Aaron Knight lived in London, which was drastically different to the city George senior recounted in his bedtime stories. This was a time when overpopulation was a worldwide problem, with the United Kingdom's capital alone exceeding 50 million inhabitants. People were packed together like camerae.


Camerae are the husky, slender chambers that compose the interior of a spiralling Ammonite shell.


Aaron was proud of his apartment. Although it was cramped and owned by Government Ltd he was content with his borrowed independence.

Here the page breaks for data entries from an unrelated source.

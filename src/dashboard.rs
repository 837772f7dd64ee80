//! Dashboard context
//!
//! Binds the record store to a filter store and recomputes every view model
//! on demand. Nothing is cached: each snapshot reflects the selection at the
//! moment it was taken.

use serde::Serialize;

use crate::analytics::{
    build_channel_metrics, build_issue_breakdown, build_kpis, build_metrics_kpis,
    build_region_performance, build_volume_series, filter_calls, filter_summary, CallsExplorer,
};
use crate::config::AnalyticsConfig;
use crate::data::{self, catalog};
use crate::error::AnalyticsResult;
use crate::models::*;
use crate::state::FilterStore;

#[derive(Debug, Clone, Serialize)]
pub struct DashboardView {
    pub selection: FilterSelection,
    pub summary: String,
    pub kpis: Vec<Kpi>,
    #[serde(rename = "volumeSeries")]
    pub volume_series: Vec<VolumePoint>,
    #[serde(rename = "issueBreakdown")]
    pub issue_breakdown: Vec<IssueBreakdownEntry>,
    #[serde(rename = "regionPerformance")]
    pub region_performance: Vec<RegionPerformanceEntry>,
    pub insights: Vec<InsightCard>,
    #[serde(rename = "recentCalls")]
    pub recent_calls: Vec<CallRecord>,
    #[serde(rename = "longRunningCalls")]
    pub long_running_calls: Vec<CallRecord>,
}

#[derive(Debug, Clone, Serialize)]
pub struct MetricsView {
    pub selection: FilterSelection,
    pub kpis: Vec<Kpi>,
    #[serde(rename = "channelMetrics")]
    pub channel_metrics: Vec<ChannelMetric>,
    #[serde(rename = "slaTrend")]
    pub sla_trend: Vec<SlaTrendPoint>,
    #[serde(rename = "automationPrograms")]
    pub automation_programs: Vec<AutomationProgram>,
}

#[derive(Debug, Clone, Serialize)]
pub struct CallsView {
    pub selection: FilterSelection,
    pub summary: String,
    #[serde(flatten)]
    pub explorer: CallsExplorer,
    #[serde(rename = "longestRunningLabels")]
    pub longest_running_labels: Vec<String>,
    #[serde(rename = "escalationLabels")]
    pub escalation_labels: Vec<String>,
}

pub struct Dashboard {
    records: Vec<CallRecord>,
    agents: Vec<AgentPerformance>,
    filters: FilterStore,
}

impl Dashboard {
    pub fn new(records: Vec<CallRecord>, filters: FilterStore) -> Self {
        Self {
            records,
            agents: data::generate_agents(),
            filters,
        }
    }

    pub fn from_config(config: &AnalyticsConfig) -> AnalyticsResult<Self> {
        config.validate()?;
        let records = data::generate_records(&config.generation_params());
        tracing::info!(
            "Dashboard ready with {} records, selection [{}]",
            records.len(),
            config.default_selection.summary()
        );
        Ok(Self::new(records, FilterStore::new(config.default_selection)))
    }

    pub fn records(&self) -> &[CallRecord] {
        &self.records
    }

    pub fn agents(&self) -> &[AgentPerformance] {
        &self.agents
    }

    pub fn filters(&self) -> &FilterStore {
        &self.filters
    }

    pub fn dashboard(&self) -> DashboardView {
        let selection = self.filters.selection();
        let filtered = filter_calls(&self.records, &selection);

        DashboardView {
            selection,
            summary: filter_summary(&selection),
            kpis: build_kpis(&filtered, &self.records),
            volume_series: build_volume_series(&filtered, &self.records),
            issue_breakdown: build_issue_breakdown(&filtered, &self.records),
            region_performance: build_region_performance(&filtered, &self.records),
            insights: catalog::proactive_insights(),
            recent_calls: data::recent_calls(&self.records).to_vec(),
            long_running_calls: data::long_running_calls(&self.records),
        }
    }

    pub fn metrics(&self) -> MetricsView {
        let selection = self.filters.selection();
        let filtered = filter_calls(&self.records, &selection);

        MetricsView {
            selection,
            kpis: build_metrics_kpis(&filtered, &self.records),
            channel_metrics: build_channel_metrics(&filtered, &self.records),
            sla_trend: catalog::sla_trend(),
            automation_programs: catalog::automation_programs(),
        }
    }

    pub fn calls(&self) -> CallsView {
        let selection = self.filters.selection();
        let explorer = CallsExplorer::build(&filter_calls(&self.records, &selection));
        CallsView {
            selection,
            summary: filter_summary(&selection),
            longest_running_labels: explorer.longest_running_labels(),
            escalation_labels: explorer.escalation_labels(),
            explorer,
        }
    }

    pub fn call(&self, id: &str) -> AnalyticsResult<&CallRecord> {
        data::find_call(&self.records, id)
    }

    pub fn top_agents(&self) -> &[AgentPerformance] {
        data::top_agents(&self.agents)
    }
}
use serde::{Deserialize, Serialize};

use super::call::Channel;

#[derive(Debug, Clone, Serialize, Deserialize, PartialEq)]
pub struct ChannelMetric {
    pub channel: Channel,
    pub share: f64,
    pub csat: f64,
    pub automation: f64,
    #[serde(rename = "avgHandleTime")]
    pub avg_handle_time: f64,
}

#[derive(Debug, Clone, Serialize, Deserialize, PartialEq)]
pub struct SlaTrendPoint {
    pub label: String,
    pub sla: f64,
    #[serde(rename = "backlogMinutes")]
    pub backlog_minutes: u32,
}

#[derive(Debug, Clone, Serialize, Deserialize, PartialEq)]
pub struct AutomationProgram {
    pub id: String,
    pub name: String,
    pub coverage: u32,
    pub target: u32,
    pub owner: String,
    pub descriptor: String,
}
use serde::{Deserialize, Serialize};
use chrono::{DateTime, Utc};

/// A single mock contact-center interaction.
///
/// Records are produced once by the record store and never mutated afterwards.
#[derive(Debug, Clone, PartialEq, Serialize, Deserialize)]
pub struct CallRecord {
    pub id: String,
    #[serde(rename = "caseId")]
    pub case_id: String,
    pub agent: String,
    pub region: Region,
    pub channel: Channel,
    pub issue: Issue,
    pub priority: Priority,
    pub sentiment: Sentiment,
    pub status: CallStatus,
    #[serde(rename = "durationSeconds")]
    pub duration_seconds: u32,
    pub csat: u8,
    #[serde(rename = "npsDelta")]
    pub nps_delta: i32,
    #[serde(rename = "openedAt")]
    pub opened_at: DateTime<Utc>,
    #[serde(rename = "closedAt")]
    pub closed_at: DateTime<Utc>,
    #[serde(rename = "firstResponseMinutes")]
    pub first_response_minutes: u32,
    #[serde(rename = "firstContactResolution")]
    pub first_contact_resolution: bool,
}

impl CallRecord {
    pub fn duration_minutes(&self) -> f64 {
        self.duration_seconds as f64 / 60.0
    }

    pub fn is_resolved(&self) -> bool {
        self.status == CallStatus::Resolved
    }

    pub fn is_escalated(&self) -> bool {
        self.status == CallStatus::Escalated
    }
}

#[derive(Debug, Clone, Copy, PartialEq, Eq, Hash, Serialize, Deserialize)]
#[serde(rename_all = "UPPERCASE")]
pub enum Region {
    Na,
    Emea,
    Apac,
    Latam,
    Anz,
}

impl Region {
    pub const ALL: [Region; 5] = [Region::Na, Region::Emea, Region::Apac, Region::Latam, Region::Anz];

    pub fn display_name(&self) -> &'static str {
        match self {
            Region::Na => "NA",
            Region::Emea => "EMEA",
            Region::Apac => "APAC",
            Region::Latam => "LATAM",
            Region::Anz => "ANZ",
        }
    }
}

impl std::fmt::Display for Region {
    fn fmt(&self, f: &mut std::fmt::Formatter<'_>) -> std::fmt::Result {
        f.write_str(self.display_name())
    }
}

#[derive(Debug, Clone, Copy, PartialEq, Eq, Hash, Serialize, Deserialize)]
#[serde(rename_all = "lowercase")]
pub enum Channel {
    Voice,
    Chat,
    Email,
    Sms,
}

impl Channel {
    pub const ALL: [Channel; 4] = [Channel::Voice, Channel::Chat, Channel::Email, Channel::Sms];

    pub fn display_name(&self) -> &'static str {
        match self {
            Channel::Voice => "voice",
            Channel::Chat => "chat",
            Channel::Email => "email",
            Channel::Sms => "sms",
        }
    }
}

impl std::fmt::Display for Channel {
    fn fmt(&self, f: &mut std::fmt::Formatter<'_>) -> std::fmt::Result {
        f.write_str(self.display_name())
    }
}

/// Issue category, also used as the intent filter value.
#[derive(Debug, Clone, Copy, PartialEq, Eq, Hash, Serialize, Deserialize)]
pub enum Issue {
    Billing,
    Outage,
    Refund,
    Upgrade,
    Security,
    Compliance,
    Integrations,
    #[serde(rename = "Voice Quality")]
    VoiceQuality,
}

impl Issue {
    pub const ALL: [Issue; 8] = [
        Issue::Billing,
        Issue::Outage,
        Issue::Refund,
        Issue::Upgrade,
        Issue::Security,
        Issue::Compliance,
        Issue::Integrations,
        Issue::VoiceQuality,
    ];

    pub fn display_name(&self) -> &'static str {
        match self {
            Issue::Billing => "Billing",
            Issue::Outage => "Outage",
            Issue::Refund => "Refund",
            Issue::Upgrade => "Upgrade",
            Issue::Security => "Security",
            Issue::Compliance => "Compliance",
            Issue::Integrations => "Integrations",
            Issue::VoiceQuality => "Voice Quality",
        }
    }
}

impl std::fmt::Display for Issue {
    fn fmt(&self, f: &mut std::fmt::Formatter<'_>) -> std::fmt::Result {
        f.write_str(self.display_name())
    }
}

#[derive(Debug, Clone, Copy, PartialEq, Eq, Hash, Serialize, Deserialize)]
#[serde(rename_all = "lowercase")]
pub enum Priority {
    Low,
    Normal,
    High,
    Urgent,
}

impl Priority {
    pub const ALL: [Priority; 4] = [Priority::Low, Priority::Normal, Priority::High, Priority::Urgent];
}

#[derive(Debug, Clone, Copy, PartialEq, Eq, Hash, Serialize, Deserialize)]
#[serde(rename_all = "lowercase")]
pub enum Sentiment {
    Positive,
    Neutral,
    Negative,
}

impl Sentiment {
    pub const ALL: [Sentiment; 3] = [Sentiment::Positive, Sentiment::Neutral, Sentiment::Negative];

    /// Score used by the calls explorer average.
    pub fn score(&self) -> i32 {
        match self {
            Sentiment::Positive => 1,
            Sentiment::Neutral => 0,
            Sentiment::Negative => -1,
        }
    }
}

#[derive(Debug, Clone, Copy, PartialEq, Eq, Hash, Serialize, Deserialize)]
#[serde(rename_all = "lowercase")]
pub enum CallStatus {
    Resolved,
    Pending,
    Escalated,
}

impl CallStatus {
    pub const ALL: [CallStatus; 3] = [CallStatus::Resolved, CallStatus::Pending, CallStatus::Escalated];
}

It had been assigned to him, along with his career as an engineer at the Sunlight factory, following graduation from university. His job and home were guaranteed as a citizen under the Efficient Society Scheme. Aaron had worked on the same factory floor his entire adult life; where, for 12 hours a day, he tirelessly produced the patented Sunlight light bulbs. London was covered in their product, which created a dynamic daytime environment throughout the city. People’s lives were dictated by their work schedule rather than the Sun and the bulbs provided almost all of the benefits of natural sunlight. They were an essential addition to the New York pill. Aaron took his pill every twelve hours as recommended; once at the start of his shift and once at the end. He had never missed a measure, but if he did the symptoms would set in within twelve hours. The box listed the side effects as: drowsiness, headaches, muscle ache, lethargy and hallucinations. Prolonged exposure led to long-term mental health issues or even death. Aaron found it difficult to believe that these were the effects Dozers craved, those his grandfather so fondly recalled.